Up to now I haven’t been ready to start reading the cancer books friends and other breast cancer survivors have lent me. I needed to stay in my bubble during this process and only take in the information I was ready for at each stage.   This has always been my approach in both my work and personal life. I have to marinate in and digest something, before I can take more information in.  I am now ready to start learning about living as a cancer survivor. That for some odd reason seems daunting as I write this, but educating myself will help. I also want to get back into shape and mentally I need yoga back in my life. Hoping by January I can start baby steps towards finding the physical me again.

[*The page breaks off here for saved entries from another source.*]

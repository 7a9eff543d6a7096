//! SDL rendering of an introspection document, for `--print-schema`.

use apollo_encoder::{
    Argument, Directive, Document, EnumDefinition, EnumValue, FieldDefinition, InputField,
    InputObjectDefinition, InputValueDefinition, InterfaceDefinition, ObjectDefinition,
    ScalarDefinition, SchemaDefinition, Type_, UnionDefinition, Value,
};
use gqlb_introspection::{FieldInfo, FullType, Introspection, TypeKind, TypeRef};

/// Scalars every server defines; the reference printers leave them out of
/// the SDL and so do we.
const BUILT_IN_SCALARS: [&str; 5] = ["String", "ID", "Int", "Float", "Boolean"];

/// Render the schema as SDL, skipping introspection meta types and the
/// built-in scalars.
pub fn print_schema(schema: &Introspection) -> String {
    let mut document = Document::new();

    if let Some(definition) = schema_definition(schema) {
        document.schema(definition);
    }

    for ty in &schema.schema.types {
        let Some(name) = ty.name.as_deref() else {
            continue;
        };

        if name.starts_with("__") {
            continue;
        }

        match ty.kind {
            TypeKind::Scalar => {
                if !BUILT_IN_SCALARS.contains(&name) {
                    let mut definition = ScalarDefinition::new(name.to_string());

                    if let Some(description) = &ty.description {
                        definition.description(description.clone());
                    }

                    document.scalar(definition);
                }
            }
            TypeKind::Object => document.object(object_definition(name, ty)),
            TypeKind::Interface => document.interface(interface_definition(name, ty)),
            TypeKind::Union => document.union(union_definition(name, ty)),
            TypeKind::Enum => document.enum_(enum_definition(name, ty)),
            TypeKind::InputObject => document.input_object(input_object_definition(name, ty)),
            _ => {}
        }
    }

    document.to_string()
}

/// An explicit `schema { … }` block is only needed when a root operation
/// type departs from its conventional name.
fn schema_definition(schema: &Introspection) -> Option<SchemaDefinition> {
    let query = schema.schema.query_type.as_ref().map(|ty| ty.name.as_str());
    let mutation = schema.schema.mutation_type.as_ref().map(|ty| ty.name.as_str());
    let subscription = schema
        .schema
        .subscription_type
        .as_ref()
        .map(|ty| ty.name.as_str());

    let conventional = query.map_or(true, |name| name == "Query")
        && mutation.map_or(true, |name| name == "Mutation")
        && subscription.map_or(true, |name| name == "Subscription");

    if conventional {
        return None;
    }

    let mut definition = SchemaDefinition::new();

    if let Some(query) = query {
        definition.query(query.to_string());
    }
    if let Some(mutation) = mutation {
        definition.mutation(mutation.to_string());
    }
    if let Some(subscription) = subscription {
        definition.subscription(subscription.to_string());
    }

    Some(definition)
}

fn object_definition(name: &str, ty: &FullType) -> ObjectDefinition {
    let mut definition = ObjectDefinition::new(name.to_string());

    if let Some(description) = &ty.description {
        definition.description(description.clone());
    }

    for interface in ty.interfaces.iter().flatten() {
        if let Some(interface) = interface.unwrapped_name() {
            definition.interface(interface.to_string());
        }
    }

    for field in ty.fields.iter().flatten() {
        definition.field(field_definition(field));
    }

    definition
}

fn interface_definition(name: &str, ty: &FullType) -> InterfaceDefinition {
    let mut definition = InterfaceDefinition::new(name.to_string());

    if let Some(description) = &ty.description {
        definition.description(description.clone());
    }

    for interface in ty.interfaces.iter().flatten() {
        if let Some(interface) = interface.unwrapped_name() {
            definition.interface(interface.to_string());
        }
    }

    for field in ty.fields.iter().flatten() {
        definition.field(field_definition(field));
    }

    definition
}

fn union_definition(name: &str, ty: &FullType) -> UnionDefinition {
    let mut definition = UnionDefinition::new(name.to_string());

    if let Some(description) = &ty.description {
        definition.description(description.clone());
    }

    for possible in ty.possible_types.iter().flatten() {
        if let Some(member) = possible.unwrapped_name() {
            definition.member(member.to_string());
        }
    }

    definition
}

fn enum_definition(name: &str, ty: &FullType) -> EnumDefinition {
    let mut definition = EnumDefinition::new(name.to_string());

    if let Some(description) = &ty.description {
        definition.description(description.clone());
    }

    for value in ty.enum_values.iter().flatten() {
        let mut member = EnumValue::new(value.name.clone());

        if let Some(description) = &value.description {
            member.description(description.clone());
        }

        if value.is_deprecated {
            member.directive(deprecated_directive(value.deprecation_reason.clone()));
        }

        definition.value(member);
    }

    definition
}

fn input_object_definition(name: &str, ty: &FullType) -> InputObjectDefinition {
    let mut definition = InputObjectDefinition::new(name.to_string());

    if let Some(description) = &ty.description {
        definition.description(description.clone());
    }

    for input in ty.input_fields.iter().flatten() {
        let mut field = InputField::new(input.name.clone(), encode_type(&input.ty));

        if let Some(description) = &input.description {
            field.description(description.clone());
        }

        if let Some(default) = &input.default_value {
            field.default_value(default.clone());
        }

        definition.field(field);
    }

    definition
}

fn field_definition(field: &FieldInfo) -> FieldDefinition {
    let mut definition = FieldDefinition::new(field.name.clone(), encode_type(&field.ty));

    if let Some(description) = &field.description {
        definition.description(description.clone());
    }

    for argument in &field.args {
        let mut value = InputValueDefinition::new(argument.name.clone(), encode_type(&argument.ty));

        if let Some(description) = &argument.description {
            value.description(description.clone());
        }

        if let Some(default) = &argument.default_value {
            value.default_value(default.clone());
        }

        definition.arg(value);
    }

    if field.is_deprecated {
        definition.directive(deprecated_directive(field.deprecation_reason.clone()));
    }

    definition
}

/// Build a `@deprecated` directive, with a `reason` argument if one was given.
fn deprecated_directive(reason: Option<String>) -> Directive {
    let mut directive = Directive::new(String::from("deprecated"));

    if let Some(reason) = reason {
        directive.arg(Argument::new(String::from("reason"), Value::String(reason)));
    }

    directive
}

fn encode_type(ty: &TypeRef) -> Type_ {
    match (ty.kind, &ty.of_type) {
        (TypeKind::NonNull, Some(inner)) => Type_::NonNull {
            ty: Box::new(encode_type(inner)),
        },
        (TypeKind::List, Some(inner)) => Type_::List {
            ty: Box::new(encode_type(inner)),
        },
        _ => Type_::NamedType {
            name: ty.name.clone().unwrap_or_default(),
        },
    }
}

#[cfg(test)]
mod tests {
    use super::*;
    use serde_json::json;

    fn fixture() -> Introspection {
        serde_json::from_value(json!({
            "__schema": {
                "queryType": { "name": "Query" },
                "mutationType": null,
                "types": [
                    {
                        "kind": "OBJECT",
                        "name": "Query",
                        "fields": [
                            {
                                "name": "search",
                                "args": [
                                    {
                                        "name": "contains",
                                        "type": { "kind": "SCALAR", "name": "String" },
                                        "defaultValue": "\"\""
                                    }
                                ],
                                "type": {
                                    "kind": "LIST", "name": null,
                                    "ofType": { "kind": "UNION", "name": "SearchResult" }
                                }
                            },
                            {
                                "name": "when",
                                "args": [],
                                "type": { "kind": "SCALAR", "name": "Date" },
                                "isDeprecated": true,
                                "deprecationReason": "Use search."
                            }
                        ]
                    },
                    {
                        "kind": "OBJECT",
                        "name": "Book",
                        "interfaces": [{ "kind": "INTERFACE", "name": "Titled" }],
                        "fields": [
                            {
                                "name": "title",
                                "args": [],
                                "type": {
                                    "kind": "NON_NULL", "name": null,
                                    "ofType": { "kind": "SCALAR", "name": "String" }
                                }
                            }
                        ]
                    },
                    {
                        "kind": "INTERFACE",
                        "name": "Titled",
                        "fields": [
                            { "name": "title", "args": [],
                              "type": { "kind": "SCALAR", "name": "String" } }
                        ],
                        "possibleTypes": [{ "kind": "OBJECT", "name": "Book" }]
                    },
                    {
                        "kind": "UNION",
                        "name": "SearchResult",
                        "possibleTypes": [
                            { "kind": "OBJECT", "name": "Book" },
                            { "kind": "OBJECT", "name": "Query" }
                        ]
                    },
                    { "kind": "ENUM", "name": "Color",
                      "enumValues": [{ "name": "RED" }, { "name": "GREEN" }] },
                    { "kind": "INPUT_OBJECT", "name": "Filter",
                      "inputFields": [
                          { "name": "contains",
                            "type": { "kind": "SCALAR", "name": "String" } }
                      ] },
                    { "kind": "SCALAR", "name": "Date", "description": "An ISO-8601 day." },
                    { "kind": "SCALAR", "name": "String" },
                    { "kind": "OBJECT", "name": "__Schema", "fields": [] }
                ]
            }
        }))
        .expect("fixture deserializes")
    }

    #[test]
    fn it_renders_every_definition_kind() {
        let sdl = print_schema(&fixture());

        assert!(sdl.contains("type Query"));
        assert!(sdl.contains("search(contains: String"));
        assert!(sdl.contains("[SearchResult]"));
        assert!(sdl.contains("@deprecated"));
        assert!(sdl.contains("type Book implements Titled"));
        assert!(sdl.contains("title: String!"));
        assert!(sdl.contains("interface Titled"));
        assert!(sdl.contains("union SearchResult = Book | Query"));
        assert!(sdl.contains("enum Color"));
        assert!(sdl.contains("input Filter"));
        assert!(sdl.contains("scalar Date"));
    }

    #[test]
    fn it_skips_meta_types_and_built_in_scalars() {
        let sdl = print_schema(&fixture());

        assert!(!sdl.contains("__Schema"));
        assert!(!sdl.contains("scalar String"));
        assert!(!sdl.contains("schema {"));
    }

    #[test]
    fn it_emits_parseable_sdl() {
        let sdl = print_schema(&fixture());
        let parsed = apollo_parser::Parser::new(&sdl).parse();

        assert_eq!(parsed.errors().count(), 0);
    }
}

It is now 5:30 and the house is quiet and dark. I have grown to love this bewitching hour. It is a time to reflect and be still. No kid demands, no schedules, no work, no agenda. It’s like a chemically induced shavasana but with my mind very alert.

My sister will go with me this afternoon for my last chemo so I will be in good company.  I am getting ready to be poked again today and likely a minimum of two times, although the chemo nurses are like Jedi nights with finding veins. So may the force be with my nurse today!

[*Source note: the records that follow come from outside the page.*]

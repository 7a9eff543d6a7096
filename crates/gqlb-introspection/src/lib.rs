#![doc = include_str!("../README.md")]
#![forbid(unsafe_code)]
#![deny(missing_debug_implementations, nonstandard_style)]
#![warn(future_incompatible, unreachable_pub, rust_2018_idioms)]

mod model;
mod request;

pub use model::EnumValueInfo;
pub use model::FieldInfo;
pub use model::FullType;
pub use model::GraphQlError;
pub use model::InputValueInfo;
pub use model::Introspection;
pub use model::NamedType;
pub use model::Response;
pub use model::ResponseError;
pub use model::SchemaInfo;
pub use model::TypeKind;
pub use model::TypeRef;
pub use request::request;
pub use request::QUERY;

I know I should be excited, I know my family and friends are for me. This is the day we have all been waiting for, yet I am dreading this round and the coming 3 weeks of recovery. I will attempt today to channel this dread into my recovery plan.

Round 6 here I come!

Frustration

Written @ 1:30pm November 12, 2013

Frustration: It is very hard to remain positive at this point in my cancer treatment. I am midway through round 5 of 6 chemotherapy sessions, and I am frustrated.  I am tired of experiencing the numerous side effects of the chemo drugs and am done living in a constant merry go round of my 21-day chemo cycles. I am weary and fatigued and finding it hard to remember the endless energy I once had. Feeling normal, seems so far away, and yes, I am aware I am in the homestretch with only one more infusion to go, but this journey is far from over. I have been consumed with cancer since June, it has become a part of me, it has changed me both physically, and mentally. Ironically, I wanted the process to start, I welcomed the infusions as it meant it was killing any potential cancer I may have in my body. What I didn’t realize was how this process slowly strips you down, it makes you raw, weak, pale, sore, tender, emotional, helpless and simply frustrated.

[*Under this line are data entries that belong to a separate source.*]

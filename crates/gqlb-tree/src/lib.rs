#![doc = include_str!("../README.md")]
#![forbid(unsafe_code)]
#![deny(missing_debug_implementations, nonstandard_style)]
#![warn(future_incompatible, unreachable_pub, rust_2018_idioms)]

mod builder;
mod draw;
mod edit;
mod error;
mod node;
mod persist;
mod query;
mod tree;

pub use draw::Cursor;
pub use draw::Screen;
pub use draw::Style;
pub use edit::edit;
pub use edit::EditCommand;
pub use error::BuildError;
pub use error::QueryError;
pub use error::QueryErrorKind;
pub use error::RestoreError;
pub use node::NodeId;
pub use tree::Key;
pub use tree::Tree;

I have to remember I chose willingly to undergo chemotherapy after my oncologist informed me of the statistics of cancer re-occurring when only taking Tamoxifen versus chemotherapy plus Tamoxifen. I have only once during this entire treatment process worried that I still had cancer in my body, and that was shortly after my mastectomy surgery. I admitted to my husband that I thought cancer had spread to my back due to the intense back pain I was experiencing. He reassured me it was simply muscle tightness from the surgery and from lack of mobility.

I now fundamentally believe that I do not have cancer in my body yet to the outside world (and to myself) I look so sick. I have no hair left on my body; my eyes are red, puffy and sore from dryness; my lips are red and  chapped from a mouth infection; my bones ache;  I have low energy, swollen hands, tender nails and am pale as a ghost. I have to keep reminding myself that this is not cancer I feel or see…this is the chemotherapy drugs, which are my insurance that I never have to go through this process again.